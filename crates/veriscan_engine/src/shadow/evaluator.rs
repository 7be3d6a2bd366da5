//! Divergence-aware concrete evaluation.

use std::cell::Cell;

use z3::ast::Dynamic;

use veriscan_ir::Expression;
use veriscan_smt::Smt;

use crate::config::ShadowProcessingMode;
use crate::encoder::{resolve_access, VersionLookup};
use crate::error::{EngineError, Result};
use crate::interface::FlatInterface;
use crate::ops;
use crate::shadow::state::DivergentState;

/// Prefix of minted concrete shadow names.
pub const CONCRETE_SHADOW_PREFIX: &str = "cshadow";

/// Like the plain evaluator, plus `change(old, new)` handling.
///
/// In the BOTH mode the twin concrete halves are recorded in the state's
/// concrete shadow registry and an opaque symbol is returned, so the
/// evaluated term stays lowerable to either revision. Terms flowing
/// through assignments may therefore mention concrete shadows; they are
/// resolved at divergence-check time.
pub struct ShadowEvaluator<'a, 'ctx> {
    smt: &'a Smt<'ctx>,
    interface: &'a FlatInterface,
    shadow_version: Cell<u32>,
}

impl<'a, 'ctx> ShadowEvaluator<'a, 'ctx> {
    /// Create a divergence-aware evaluator.
    pub fn new(smt: &'a Smt<'ctx>, interface: &'a FlatInterface) -> Self {
        Self { smt, interface, shadow_version: Cell::new(0) }
    }

    /// Evaluate `expression` against the concrete store, recording
    /// shadow pairs into `state`.
    pub fn evaluate(
        &self,
        expression: &Expression,
        scope: &str,
        state: &mut DivergentState<'ctx>,
        cycle: u32,
        mode: ShadowProcessingMode,
    ) -> Result<Dynamic<'ctx>> {
        match expression {
            Expression::BooleanConstant(value) => {
                Ok(Dynamic::from_ast(&self.smt.bool_value(*value)))
            }
            Expression::IntegerConstant(value) | Expression::TimeConstant(value) => {
                Ok(Dynamic::from_ast(&self.smt.int_value(*value)))
            }
            Expression::EnumeratedValue { index, .. } => {
                Ok(Dynamic::from_ast(&self.smt.int_value(*index)))
            }
            Expression::NondeterministicConstant => Err(EngineError::unsupported(
                "nondeterministic constant outside a sole assignment right-hand side",
            )),
            Expression::VariableAccess(_) | Expression::FieldAccess { .. } => {
                let (flattened_name, _) = resolve_access(self.interface, scope, expression)?;
                let contextualized_name = state.state().contextualized(&flattened_name, cycle);
                state
                    .state()
                    .concrete_value(&contextualized_name)
                    .cloned()
                    .ok_or_else(|| EngineError::unresolved(contextualized_name))
            }
            Expression::Unary { op, operand } => {
                let operand = self.evaluate(operand, scope, state, cycle, mode)?;
                ops::apply_unary(*op, operand)
            }
            Expression::Binary { op, left, right } => {
                let left = self.evaluate(left, scope, state, cycle, mode)?;
                let right = self.evaluate(right, scope, state, cycle, mode)?;
                ops::apply_binary(self.smt, *op, left, right)
            }
            Expression::Change { old, new } => match mode {
                ShadowProcessingMode::None => Err(EngineError::unsupported(
                    "change expression while shadow processing mode is NONE",
                )),
                ShadowProcessingMode::Old => self.evaluate(old, scope, state, cycle, mode),
                ShadowProcessingMode::New => self.evaluate(new, scope, state, cycle, mode),
                ShadowProcessingMode::Both => {
                    let old_term = self.evaluate(old, scope, state, cycle, mode)?;
                    let new_term = self.evaluate(new, scope, state, cycle, mode)?;
                    let version = self.shadow_version.get();
                    self.shadow_version.set(version + 1);
                    let shadow_name =
                        format!("{}_{}__{}", CONCRETE_SHADOW_PREFIX, version, cycle);
                    let shadow = if old_term.as_bool().is_some() && new_term.as_bool().is_some() {
                        Dynamic::from_ast(&self.smt.bool_constant(&shadow_name))
                    } else if old_term.as_int().is_some() && new_term.as_int().is_some() {
                        Dynamic::from_ast(&self.smt.int_constant(&shadow_name))
                    } else {
                        return Err(EngineError::sort_mismatch("change expression"));
                    };
                    state.set_concrete_shadow(shadow_name, old_term, new_term);
                    Ok(shadow)
                }
            },
            Expression::BooleanToIntegerCast(operand) => {
                let operand = self.evaluate(operand, scope, state, cycle, mode)?;
                ops::bool_to_int(self.smt, operand)
            }
            Expression::IntegerToBooleanCast(operand) => {
                let operand = self.evaluate(operand, scope, state, cycle, mode)?;
                ops::int_to_bool(self.smt, operand)
            }
            Expression::Phi { .. } => {
                Err(EngineError::unsupported("phi expression outside merging"))
            }
        }
    }
}

#[cfg(test)]
mod tests {
    use super::*;
    use crate::context::{State, Vertex};
    use std::collections::BTreeMap;
    use veriscan_ir::{DataType, Graph, GraphKind, Program, StorageClass, Variable};

    #[test]
    fn both_mode_keeps_both_concrete_halves() {
        let config = z3::Config::new();
        let z3_context = z3::Context::new(&config);
        let smt = Smt::new(&z3_context);
        let graph = Graph::new(
            "P",
            GraphKind::Program,
            vec![Variable::new("x", DataType::Int, StorageClass::Input)],
            BTreeMap::new(),
            0,
            0,
        );
        let program = Program::new(vec![graph]).unwrap();
        let flat = FlatInterface::new(&program);
        let evaluator = ShadowEvaluator::new(&smt, &flat);
        let mut state = DivergentState::new(State::new(Vertex::new("P", 0)));
        state
            .state_mut()
            .set_concrete("P.x_0__0", Dynamic::from_ast(&smt.int_value(0)));

        // change(x > 0, x >= 0) disagrees at x = 0.
        let change = Expression::change(
            Expression::gt(Expression::var("x"), Expression::int(0)),
            Expression::ge(Expression::var("x"), Expression::int(0)),
        );
        let term = evaluator
            .evaluate(&change, "P", &mut state, 0, ShadowProcessingMode::Both)
            .unwrap();
        let old = state.lower_concrete(&smt, &term, ShadowProcessingMode::Old);
        let new = state.lower_concrete(&smt, &term, ShadowProcessingMode::New);
        assert_eq!(Smt::bool_from(&old), Some(false));
        assert_eq!(Smt::bool_from(&new), Some(true));
    }
}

------------

[Task details]:
What you give back must be the stretch above, starting at the line with "use crate::interface::FlatInterface;" and ending at the line with "shadows; they are", copied exactly.

[Expected answer]:
use crate::interface::FlatInterface;
use crate::ops;
use crate::shadow::state::DivergentState;

/// Prefix of minted concrete shadow names.
pub const CONCRETE_SHADOW_PREFIX: &str = "cshadow";

/// Like the plain evaluator, plus `change(old, new)` handling.
///
/// In the BOTH mode the twin concrete halves are recorded in the state's
/// concrete shadow registry and an opaque symbol is returned, so the
/// evaluated term stays lowerable to either revision. Terms flowing
/// through assignments may therefore mention concrete shadows; they are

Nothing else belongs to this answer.